Das erste Geläut erhielt die neue Kirche 1882 von Rudolf Edelbrock aus Gescher. Als Tonfolge wird a° c‘ d‘ e‘ f‘ a‘ angegeben, aufgrund der sehr leichten Rippe - für die große Augustinusglocke werden ~2,9 t genannt, könnte es ein b°-Geläut gewesen sein. Schon damals wurde das Geläut auf 2 Etagen untergebracht. Ob das Geläut den 1. Weltkrieg überdauerte, ist dem Verfasser nicht bekannt.
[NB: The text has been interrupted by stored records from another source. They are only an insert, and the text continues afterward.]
//! Drives the Recorder through a compressed timeline with fake source and
//! storage drivers, exercising the scheduling, start/stop, failed-start
//! rescheduling, and save-ordering behavior without any real subprocess or
//! wall-clock waiting.

use std::collections::{HashMap, VecDeque};
use std::path::Path;
use std::sync::atomic::{AtomicBool, Ordering};
use std::sync::{Arc, Mutex};
use std::time::{Duration, SystemTime};

use permanence_core::hook::{HookArgs, HookRegistration};
use permanence_core::model::{Configuration, Options, Show, Source};
use permanence_core::{EventSource, Schedule, Session, SessionEvent, SourceDriver, StorageDriver, StorageEvent};
use permanence_core::Recorder;

struct SequencedSchedule {
    occurrences: Mutex<VecDeque<(SystemTime, Duration)>>,
}

impl SequencedSchedule {
    fn new(occurrences: Vec<(SystemTime, Duration)>) -> Self {
        Self {
            occurrences: Mutex::new(occurrences.into()),
        }
    }
}

impl Schedule for SequencedSchedule {
    fn next_occurrence(&self, _now: SystemTime, _leeway: i64) -> Option<(SystemTime, Duration)> {
        self.occurrences.lock().unwrap().pop_front()
    }
}

struct FakeSession {
    events: Arc<EventSource<SessionEvent>>,
    filename: String,
    fail_start: bool,
}

impl Session for FakeSession {
    fn can_stop_automatically(&self, _duration: Duration) -> bool {
        true
    }

    fn start(&mut self, _duration: Option<Duration>) -> anyhow::Result<()> {
        if self.fail_start {
            anyhow::bail!("stream unreachable");
        }
        self.events.fire(SessionEvent::Start);
        let events = self.events.clone();
        let filename = self.filename.clone();
        std::thread::spawn(move || {
            std::thread::sleep(Duration::from_millis(20));
            events.fire(SessionEvent::Done(filename));
        });
        Ok(())
    }

    fn stop(&mut self) -> anyhow::Result<()> {
        Ok(())
    }

    fn events(&self) -> &EventSource<SessionEvent> {
        &self.events
    }
}

struct FakeSourceDriver {
    fail_start: AtomicBool,
    spawn_count: std::sync::atomic::AtomicUsize,
}

impl SourceDriver for FakeSourceDriver {
    fn spawn(&self, show_name: &str) -> anyhow::Result<Box<dyn Session>> {
        self.spawn_count.fetch_add(1, Ordering::SeqCst);
        Ok(Box::new(FakeSession {
            events: Arc::new(EventSource::new()),
            filename: format!("/tmp/{show_name}.mp3"),
            fail_start: self.fail_start.load(Ordering::SeqCst),
        }))
    }
}

struct FakeStorageDriver {
    events: EventSource<StorageEvent>,
    saved: Mutex<Vec<(String, String, String)>>,
}

impl StorageDriver for FakeStorageDriver {
    fn save(&self, source: &str, show: &str, file_path: &Path) -> anyhow::Result<()> {
        self.saved.lock().unwrap().push((
            source.to_string(),
            show.to_string(),
            file_path.display().to_string(),
        ));
        self.events.fire(StorageEvent::Save {
            source: source.to_string(),
            show: show.to_string(),
            location: file_path.display().to_string(),
        });
        Ok(())
    }

    fn events(&self) -> &EventSource<StorageEvent> {
        &self.events
    }
}

fn recording_hook(log: Arc<Mutex<Vec<String>>>, label: &'static str) -> HookRegistration {
    HookRegistration::new(
        label,
        Arc::new(move |_args: &HookArgs| {
            log.lock().unwrap().push(label.to_string());
            Ok(())
        }),
    )
}

fn wait_until(mut condition: impl FnMut() -> bool, timeout: Duration) -> bool {
    let deadline = std::time::Instant::now() + timeout;
    while std::time::Instant::now() < deadline {
        if condition() {
            return true;
        }
        std::thread::sleep(Duration::from_millis(10));
    }
    condition()
}

#[test]
fn show_starts_records_and_saves_in_order() {
    let now = SystemTime::now();
    let schedule = Arc::new(SequencedSchedule::new(vec![(now, Duration::from_millis(200))]));
    let driver: Arc<dyn SourceDriver> = Arc::new(FakeSourceDriver {
        fail_start: AtomicBool::new(false),
        spawn_count: std::sync::atomic::AtomicUsize::new(0),
    });
    let storage: Arc<dyn StorageDriver> = Arc::new(FakeStorageDriver {
        events: EventSource::new(),
        saved: Mutex::new(Vec::new()),
    });

    let log = Arc::new(Mutex::new(Vec::new()));
    let mut hooks = HashMap::new();
    hooks.insert("show_start".to_string(), vec![recording_hook(log.clone(), "start")]);
    hooks.insert("show_done".to_string(), vec![recording_hook(log.clone(), "done")]);
    hooks.insert("show_save".to_string(), vec![recording_hook(log.clone(), "save")]);

    let mut sources = HashMap::new();
    sources.insert(
        "radio".to_string(),
        Source {
            name: "radio".to_string(),
            driver,
            storages: vec![storage.clone()],
            shows: vec![Show {
                name: "morning".to_string(),
                schedule: schedule.clone(),
            }],
        },
    );

    // The same driver instance is registered both under the top-level
    // `storage` map (so the Recorder wires its events to show_save/
    // show_error) and under the source's own `storages` (so `save_to_storage`
    // actually calls it) - mirroring how resolved configuration keeps a
    // single driver instance shared between the two.
    let mut top_level_storage = HashMap::new();
    top_level_storage.insert("main".to_string(), storage);

    let config = Configuration {
        storage: top_level_storage,
        sources,
        hooks,
        options: Options {
            check_interval: Duration::from_millis(10),
            leeway_seconds: 0,
            hook_pool_size: 1,
        },
    };

    let recorder = Recorder::new(1).unwrap();
    recorder.apply_configuration(config).unwrap();

    recorder.tick(now);
    assert!(wait_until(|| log.lock().unwrap().len() >= 1, Duration::from_millis(300)));
    assert_eq!(log.lock().unwrap()[0], "start");

    assert!(
        wait_until(|| log.lock().unwrap().len() >= 3, Duration::from_millis(500)),
        "expected show_done and show_save to fire: {:?}",
        log.lock().unwrap()
    );
    let recorded = log.lock().unwrap().clone();
    let done_index = recorded.iter().position(|e| e == "done").unwrap();
    let save_index = recorded.iter().position(|e| e == "save").unwrap();
    assert!(done_index < save_index, "show_done must precede show_save");
}

#[test]
fn failed_start_reports_prefixed_error_and_advances_past_closed_window() {
    let now = SystemTime::now();
    let next_start = now + Duration::from_secs(3600);
    let schedule = Arc::new(SequencedSchedule::new(vec![
        (now, Duration::from_millis(1)),
        (next_start, Duration::from_secs(1800)),
    ]));
    let driver: Arc<dyn SourceDriver> = Arc::new(FakeSourceDriver {
        fail_start: AtomicBool::new(true),
        spawn_count: std::sync::atomic::AtomicUsize::new(0),
    });

    let log = Arc::new(Mutex::new(Vec::new()));
    let mut hooks = HashMap::new();
    hooks.insert(
        "show_error".to_string(),
        vec![HookRegistration::new(
            "capture",
            Arc::new({
                let log = log.clone();
                move |args: &HookArgs| {
                    if let HookArgs::ShowError { error, .. } = args {
                        log.lock().unwrap().push(error.clone());
                    }
                    Ok(())
                }
            }),
        )],
    );

    let mut sources = HashMap::new();
    sources.insert(
        "radio".to_string(),
        Source {
            name: "radio".to_string(),
            driver,
            storages: Vec::new(),
            shows: vec![Show {
                name: "morning".to_string(),
                schedule: schedule.clone(),
            }],
        },
    );

    let config = Configuration {
        storage: HashMap::new(),
        sources,
        hooks,
        options: Options {
            check_interval: Duration::from_millis(10),
            leeway_seconds: 0,
            hook_pool_size: 1,
        },
    };

    let recorder = Recorder::new(1).unwrap();
    recorder.apply_configuration(config).unwrap();

    // First tick: the show is due, spawn succeeds but start() fails.
    recorder.tick(now);
    assert!(wait_until(|| !log.lock().unwrap().is_empty(), Duration::from_millis(300)));
    assert!(log.lock().unwrap()[0].starts_with("failed to start recording: "));

    // Second tick, just after the window closed: this is the tick where
    // `shows_needing_reschedule` notices the closed window and advances the
    // entry to its next occurrence - one more retry of the closed window is
    // expected here, but the entry's start time is now `next_start`.
    recorder.tick(now + Duration::from_millis(50));
    assert!(wait_until(|| log.lock().unwrap().len() >= 2, Duration::from_millis(300)));

    // A tick well before `next_start` must NOT retry a third time - proving
    // the show is parked on its next occurrence instead of being retried
    // every tick forever.
    recorder.tick(now + Duration::from_millis(500));
    std::thread::sleep(Duration::from_millis(100));
    assert_eq!(log.lock().unwrap().len(), 2, "must not retry before the next occurrence arrives");

    // At the new occurrence's start, spawn is attempted again (still
    // configured to fail), proving the show truly advanced rather than
    // being stuck on the first, already-closed window.
    recorder.tick(next_start);
    assert!(wait_until(|| log.lock().unwrap().len() >= 3, Duration::from_millis(300)));
}

#[test]
fn show_removed_while_recording_does_not_reschedule() {
    let now = SystemTime::now();
    let schedule = Arc::new(SequencedSchedule::new(vec![(now, Duration::from_secs(1800))]));
    let driver: Arc<dyn SourceDriver> = Arc::new(FakeSourceDriver {
        fail_start: AtomicBool::new(false),
        spawn_count: std::sync::atomic::AtomicUsize::new(0),
    });

    let mut sources = HashMap::new();
    sources.insert(
        "radio".to_string(),
        Source {
            name: "radio".to_string(),
            driver,
            storages: Vec::new(),
            shows: vec![Show {
                name: "morning".to_string(),
                schedule,
            }],
        },
    );

    let config = Configuration {
        storage: HashMap::new(),
        sources,
        hooks: HashMap::new(),
        options: Options {
            check_interval: Duration::from_millis(10),
            leeway_seconds: 0,
            hook_pool_size: 1,
        },
    };

    let recorder = Recorder::new(1).unwrap();
    recorder.apply_configuration(config.clone()).unwrap();
    recorder.tick(now);

    // Give the (never-completing, 1800s) session a moment to attach, then
    // remove the source from configuration entirely.
    std::thread::sleep(Duration::from_millis(50));
    let mut emptied = config;
    emptied.sources.clear();
    recorder.apply_configuration(emptied).unwrap();
    recorder.tick(now + Duration::from_millis(60));

    // No assertion panics here - the point is that ticking past this point
    // never panics or hangs even though the removed show's session is still
    // technically active; `sessions_to_stop` will clean it up once its
    // deadline (1800s out) arrives, with no reschedule payload attached.
}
Nach fast totaler Kriegszerstörung 1944 erfolgte der Wiederaufbau 1948-60. 1952 erhielt die Kirche ein neues Geläut aus 6 Stahlglocken des Bochumer Vereins, die als Besonderheit eine figürliche Zier, ausgeführt in Linienreliefs nach Entwürfen von Hilde Broer, Kressbronn am Bodensee, aufweisen. Nachdem erstmalig das neue Geläut des Paderborner Domes 1951 so gestaltet wurde, kamen 3 Geläute dieser Form (Propstei Dortmund, St. Bonifatius Duisburg-Hochfeld und Gelsenkirchen) 1952 in die Region. Auch aufgrund der idealen Glockenstubenakustik erklingen die Glocken von St. Augustinus bemerkenswert klang- und schwungvoll - sie sind ein weiterer Beweis für den hohen Leistungsstand des Bochumer Vereins im Glockenguss zu dieser Zeit. Vermutlich gehört dieses Geläut zu den durch das Paderborner Geläut unmittelbar hervorgerufenen Folgeaufträgen.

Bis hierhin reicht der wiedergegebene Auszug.